§ **Task details**
Within the entries below, how many lines carry the word "quantity"? State the number and stop.

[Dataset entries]
* * *

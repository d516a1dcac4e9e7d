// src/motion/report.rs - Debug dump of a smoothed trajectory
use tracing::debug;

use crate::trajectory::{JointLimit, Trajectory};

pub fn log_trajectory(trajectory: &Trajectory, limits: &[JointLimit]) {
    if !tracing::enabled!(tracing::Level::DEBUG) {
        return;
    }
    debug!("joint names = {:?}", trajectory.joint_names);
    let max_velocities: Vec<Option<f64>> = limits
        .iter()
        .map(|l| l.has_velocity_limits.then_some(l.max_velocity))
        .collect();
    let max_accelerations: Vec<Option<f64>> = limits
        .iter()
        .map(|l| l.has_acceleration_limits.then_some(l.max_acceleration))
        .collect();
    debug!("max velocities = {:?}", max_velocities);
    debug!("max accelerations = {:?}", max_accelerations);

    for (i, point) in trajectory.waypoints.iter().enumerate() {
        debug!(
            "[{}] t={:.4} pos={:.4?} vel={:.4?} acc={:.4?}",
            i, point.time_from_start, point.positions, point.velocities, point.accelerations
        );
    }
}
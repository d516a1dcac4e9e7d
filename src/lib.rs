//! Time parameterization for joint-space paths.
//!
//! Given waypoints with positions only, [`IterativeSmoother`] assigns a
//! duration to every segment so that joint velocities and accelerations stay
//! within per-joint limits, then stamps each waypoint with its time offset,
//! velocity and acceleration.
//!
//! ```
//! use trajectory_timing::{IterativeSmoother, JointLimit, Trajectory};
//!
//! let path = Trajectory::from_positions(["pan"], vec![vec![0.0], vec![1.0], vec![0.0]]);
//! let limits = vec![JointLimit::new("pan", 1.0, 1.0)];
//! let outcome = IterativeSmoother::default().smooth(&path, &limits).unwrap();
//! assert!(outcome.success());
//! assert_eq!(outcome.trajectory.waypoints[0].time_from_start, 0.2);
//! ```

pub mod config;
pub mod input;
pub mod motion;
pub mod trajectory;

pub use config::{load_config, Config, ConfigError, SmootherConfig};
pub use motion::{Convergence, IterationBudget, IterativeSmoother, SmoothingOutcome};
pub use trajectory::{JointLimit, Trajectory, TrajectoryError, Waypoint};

* * *

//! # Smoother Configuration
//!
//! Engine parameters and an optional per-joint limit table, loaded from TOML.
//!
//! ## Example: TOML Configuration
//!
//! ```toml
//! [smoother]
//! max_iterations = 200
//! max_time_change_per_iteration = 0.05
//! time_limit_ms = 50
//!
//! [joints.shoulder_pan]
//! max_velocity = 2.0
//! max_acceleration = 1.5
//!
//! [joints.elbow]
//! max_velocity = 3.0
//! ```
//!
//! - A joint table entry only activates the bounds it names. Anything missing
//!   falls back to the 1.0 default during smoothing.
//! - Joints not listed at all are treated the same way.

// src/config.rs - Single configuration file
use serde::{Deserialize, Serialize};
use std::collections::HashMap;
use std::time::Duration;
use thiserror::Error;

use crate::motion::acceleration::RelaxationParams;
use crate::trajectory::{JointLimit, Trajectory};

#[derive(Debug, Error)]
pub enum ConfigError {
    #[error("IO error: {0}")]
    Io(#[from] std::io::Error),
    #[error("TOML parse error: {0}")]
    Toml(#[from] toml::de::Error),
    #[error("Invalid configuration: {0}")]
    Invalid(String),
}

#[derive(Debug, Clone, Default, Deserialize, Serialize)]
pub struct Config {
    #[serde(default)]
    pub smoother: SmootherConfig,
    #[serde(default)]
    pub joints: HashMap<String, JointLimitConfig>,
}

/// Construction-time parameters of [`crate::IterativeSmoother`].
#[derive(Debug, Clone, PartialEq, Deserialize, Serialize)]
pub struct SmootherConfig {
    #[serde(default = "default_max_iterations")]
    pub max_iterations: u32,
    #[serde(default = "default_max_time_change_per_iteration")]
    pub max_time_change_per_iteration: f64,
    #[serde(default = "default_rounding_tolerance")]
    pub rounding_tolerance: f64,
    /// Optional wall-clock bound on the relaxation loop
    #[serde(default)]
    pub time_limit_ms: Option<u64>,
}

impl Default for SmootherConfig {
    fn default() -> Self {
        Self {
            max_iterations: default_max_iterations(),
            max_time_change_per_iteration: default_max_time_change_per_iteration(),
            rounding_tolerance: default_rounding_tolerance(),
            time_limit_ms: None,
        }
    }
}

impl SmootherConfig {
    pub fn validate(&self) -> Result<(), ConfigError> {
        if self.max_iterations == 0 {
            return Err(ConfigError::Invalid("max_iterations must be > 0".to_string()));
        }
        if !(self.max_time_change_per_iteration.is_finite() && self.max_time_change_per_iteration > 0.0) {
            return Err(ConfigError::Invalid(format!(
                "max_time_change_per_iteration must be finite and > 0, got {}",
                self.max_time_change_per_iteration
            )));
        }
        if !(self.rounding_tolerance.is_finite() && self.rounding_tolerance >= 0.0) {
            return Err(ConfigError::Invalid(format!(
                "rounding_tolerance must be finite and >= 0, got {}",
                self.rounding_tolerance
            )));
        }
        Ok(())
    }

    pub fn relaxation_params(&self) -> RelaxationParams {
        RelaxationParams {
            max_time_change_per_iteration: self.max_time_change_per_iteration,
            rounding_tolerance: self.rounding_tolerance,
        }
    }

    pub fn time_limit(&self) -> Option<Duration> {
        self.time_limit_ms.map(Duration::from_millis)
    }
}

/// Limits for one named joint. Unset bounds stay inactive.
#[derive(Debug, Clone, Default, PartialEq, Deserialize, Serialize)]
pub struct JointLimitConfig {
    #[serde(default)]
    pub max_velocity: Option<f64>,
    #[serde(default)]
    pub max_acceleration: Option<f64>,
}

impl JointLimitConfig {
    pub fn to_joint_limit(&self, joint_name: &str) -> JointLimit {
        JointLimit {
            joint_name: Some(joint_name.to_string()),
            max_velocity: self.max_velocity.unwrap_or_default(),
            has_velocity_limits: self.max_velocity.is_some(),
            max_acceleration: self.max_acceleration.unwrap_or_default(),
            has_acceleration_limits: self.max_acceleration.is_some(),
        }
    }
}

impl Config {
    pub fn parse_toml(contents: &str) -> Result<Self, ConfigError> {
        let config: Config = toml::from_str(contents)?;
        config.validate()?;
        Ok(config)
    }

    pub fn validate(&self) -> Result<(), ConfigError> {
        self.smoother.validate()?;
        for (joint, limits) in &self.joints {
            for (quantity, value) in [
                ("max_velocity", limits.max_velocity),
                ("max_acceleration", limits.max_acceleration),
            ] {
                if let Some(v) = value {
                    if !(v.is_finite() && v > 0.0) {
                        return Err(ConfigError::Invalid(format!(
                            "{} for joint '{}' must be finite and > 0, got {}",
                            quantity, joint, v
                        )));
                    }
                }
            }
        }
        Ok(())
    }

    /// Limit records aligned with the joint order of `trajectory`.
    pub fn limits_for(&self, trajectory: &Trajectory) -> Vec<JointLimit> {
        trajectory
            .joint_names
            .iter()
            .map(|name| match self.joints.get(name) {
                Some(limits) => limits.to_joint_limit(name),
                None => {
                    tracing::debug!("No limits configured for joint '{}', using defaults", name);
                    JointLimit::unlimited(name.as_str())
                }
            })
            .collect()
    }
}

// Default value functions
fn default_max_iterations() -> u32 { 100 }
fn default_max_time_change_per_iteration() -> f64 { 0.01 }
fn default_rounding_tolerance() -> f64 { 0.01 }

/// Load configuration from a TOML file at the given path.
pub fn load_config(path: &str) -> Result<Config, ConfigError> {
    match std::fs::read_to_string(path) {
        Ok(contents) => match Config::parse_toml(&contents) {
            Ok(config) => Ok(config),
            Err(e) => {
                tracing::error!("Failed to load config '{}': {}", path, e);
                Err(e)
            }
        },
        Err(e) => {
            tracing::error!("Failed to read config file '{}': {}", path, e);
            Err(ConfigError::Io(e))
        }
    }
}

* * *

§ **Answer to this exercise**
2